Orthologs of C8orf34 exist in many species. C8orf34 seems to have appeared first in cnidarians, with sea anemones holding its most distant ortholog. An ortholog most similar in structure and function to human C8orf34 likely arose in aquatic chordates, as there appears to be a higher level of identity beginning with sharks. There is no similar homolog of C8orf34 present in arthropods. This clade may have evolved to no longer need C8orf34 for whatever function it served. Alternatively, arthropod species may have a substitute for C8orf34 that performs a similar function.

| Organism | Scientific name | NCBI Accession | Identity % | Seq Length | Est Time of Divergence (MYA) |
|---|---|---|---|---|---|
| Human | Homo sapiens | NP_443190.2 | 100.00% | 538 | 0.00 |
| Gorilla | Gorilla gorilla gorilla | XP_004047177.2 | 99.44% | 538 | 9.06 |
| Chimpanzee | Pan troglodytes | NP_001186058.1 | 99.26% | 538 | 6.65 |
| Dog | Canis lupus familiaris | NP_001182595.1 | 91.59% | 451 | 96.00 |
| Mouse | Mus musculus | NP_001153841.1 | 90.71% | 462 | 90.00 |
| Chinchilla | Chinchilla lanigera | XP_013373625.1 | 90.48% | 456 | 90.00 |
| Cat | Felis catus | XP_019678323.2 | 88.13% | 537 | 96.00 |
| Horse | Equus caballus | XP_023504264.1 | 86.43% | 534 | 96.00 |
| Thirteen-lined ground squirrel | Ictidomys tridecemlineatus | XP_021580557.1 | 85.53% | 538 | 90.00 |
| Chicken | Gallus gallus | XP_025003758.1 | 83.73% | 620 | 312.00 |
| American Alligator | Alligator mississippiensis | XP_019354134.1 | 82.20% | 678 | 312.00 |
| White-throat sparrow | Zonotrichia albicollis | XP_026647522.1 | 79.78% | 657 | 312.00 |
| Western clawed frog | Xenopus tropicalis | XP_002935369.2 | 77.23% | 621 | 352.00 |
| Common box turtle | Terrapene mexicana triunguis | XP_026503128.1 | 77.21% | 414 | 312.00 |
| Australian ghostshark | Callorhinchus milii | XP_007885522.1 | 70.80% | 709 | 473.00 |
| Zebrafish | Danio rerio | XP_005162763.1 | 70.65% | 626 | 435.00 |
| Lamp Shell | Lingula anatina | XP_013381780.1 | 30.73% | 517 | 797.00 |
| C. teleta | Capitella teleta | ELU06153.1 | 29.00% | 516 | 797.00 |
| Eastern Oytster | Crassostrea virginica | XP_022341487.1 | 26.91% | 500 | 797.00 |
| Exaiptasia (sea anemone) | Exaiptasia pallida | XP_020895362.1 | 26.65% | 548 | 824.00 |

== Protein interactions ==

Yeast two hybrid experimentation has revealed that C8orf34 interacts with a number of proteins insular to the nucleus. The protein has been shown to interact with ubiquitin C, a precursor protein to polyubiquitin, which functions to lead various effects in the cell cycle depending on the residues it conjugates to. C8orf34 has also demonstrated interactions with MTUS2 (microtubule associated tumor suppressor candidate 2). There is not much information available about this protein candidate, but it is likely to be involved in tumor-suppression functions and cell cycle regulation. C8orf34 also interacts with MCM7 (mini chromosome maintenance complex component 7), part of a protein complex that functions in the Initiation of eukaryotic genome replication during the cell cycle. C8orf34's interactions with these proteins support the conclusion that it is involved in transcription regulation and cell cycle progression.

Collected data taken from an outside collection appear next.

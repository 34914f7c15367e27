//! Handshake authentication for room connections
//!
//! Runs before a connection joins anything. The room id comes from the
//! request path (`/ws/chat/<room_id>/`) and exactly one credential from the
//! query string: `token` (staff session) or `secure_key` (end-user proxy
//! token). A failed handshake is closed with an application close code.

use serde::Deserialize;
use supportdesk_shared::{Identity, RoomId};

use crate::auth::{AccessGate, AuthError, TokenVerifier};

/// Missing or invalid room id or credential
pub const CLOSE_INVALID: u16 = 4001;
/// Valid credential that may not use this room
pub const CLOSE_FORBIDDEN: u16 = 4003;
/// The record store could not answer
pub const CLOSE_INTERNAL: u16 = 1011;

/// Last stage a handshake reached
#[derive(Debug, Clone, Copy, PartialEq, Eq)]
pub enum HandshakeStage {
    Start,
    PathParsed,
    CredentialExtracted,
    Verified,
    JoinAuthorized,
}

/// A terminated handshake
#[derive(Debug, Clone, PartialEq, Eq)]
pub struct Rejection {
    pub code: u16,
    pub reason: String,
    pub stage: HandshakeStage,
}

impl Rejection {
    fn new(code: u16, reason: impl Into<String>, stage: HandshakeStage) -> Self {
        Self {
            code,
            reason: reason.into(),
            stage,
        }
    }
}

/// Query parameters accepted on the upgrade request
#[derive(Debug, Clone, Default, Deserialize)]
pub struct HandshakeQuery {
    pub token: Option<String>,
    pub secure_key: Option<String>,
}

/// The one credential a handshake carries
#[derive(Debug, Clone, PartialEq, Eq)]
pub enum Credential {
    Session(String),
    Proxy(String),
}

impl HandshakeQuery {
    /// Empty values count as absent; carrying both kinds is refused
    pub fn credential(&self) -> Result<Credential, &'static str> {
        let token = self.token.as_deref().filter(|t| !t.is_empty());
        let secure_key = self.secure_key.as_deref().filter(|k| !k.is_empty());

        match (token, secure_key) {
            (Some(token), None) => Ok(Credential::Session(token.to_string())),
            (None, Some(key)) => Ok(Credential::Proxy(key.to_string())),
            (Some(_), Some(_)) => Err("Ambiguous credentials"),
            (None, None) => Err("Missing credentials"),
        }
    }
}

/// Resolved context attached to an admitted connection
#[derive(Debug, Clone, Copy, PartialEq, Eq)]
pub struct ConnectionContext {
    pub room_id: RoomId,
    pub identity: Identity,
}

/// Pull the room id out of `.../chat/<room_id>/`
pub fn parse_room_id(path: &str) -> Option<RoomId> {
    let (_, rest) = path.split_once("/chat/")?;
    let segment = rest.split('/').next()?;
    segment.parse().ok()
}

#[derive(Clone)]
pub struct ConnectionAuthenticator {
    verifier: TokenVerifier,
    gate: AccessGate,
}

impl ConnectionAuthenticator {
    pub fn new(verifier: TokenVerifier, gate: AccessGate) -> Self {
        Self { verifier, gate }
    }

    /// Walk the handshake from path parsing to join authorization
    pub async fn authenticate(
        &self,
        path: &str,
        query: &HandshakeQuery,
    ) -> Result<ConnectionContext, Rejection> {
        let room_id = parse_room_id(path).ok_or_else(|| {
            Rejection::new(CLOSE_INVALID, "Invalid chat id", HandshakeStage::Start)
        })?;

        let credential = query
            .credential()
            .map_err(|reason| Rejection::new(CLOSE_INVALID, reason, HandshakeStage::PathParsed))?;

        let verified = match &credential {
            Credential::Session(token) => self.verifier.verify_session(token).await,
            Credential::Proxy(key) => self.verifier.verify_proxy(room_id, key).await,
        };
        let identity = verified.map_err(|e| {
            let stage = HandshakeStage::CredentialExtracted;
            match e {
                AuthError::InvalidCredential(reason) => Rejection::new(CLOSE_INVALID, reason, stage),
                AuthError::CredentialMismatch => {
                    Rejection::new(CLOSE_FORBIDDEN, "Access denied", stage)
                }
                AuthError::Store(err) => {
                    tracing::error!(error = ?err, room_id = %room_id, "Handshake lookup failed");
                    Rejection::new(CLOSE_INTERNAL, "Internal error", stage)
                }
            }
        })?;

        if !self.gate.can_join(&identity, room_id).await {
            return Err(Rejection::new(
                CLOSE_FORBIDDEN,
                "Access denied",
                HandshakeStage::Verified,
            ));
        }

        tracing::debug!(
            room_id = %room_id,
            user_id = %identity.id,
            kind = %identity.kind,
            "Handshake accepted"
        );
        Ok(ConnectionContext { room_id, identity })
    }
}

== Clinical significance ==
Studies have determined that C8orf34 has associations with several diseases. Mutations within C8orf34 are associated with risk for diarrhea and neutropenia in patients receiving chemotherapy. A translocation causing a fusion of the C8orf34 gene with the MET protooncogene has been found in tissue sample of patients with papillary renal carcinoma. A Japanese patent application currently cites a procedure claimed to be able to scan for mutations in C8orf34 as a method for the detection of a congenital disease causing hardness of hearing.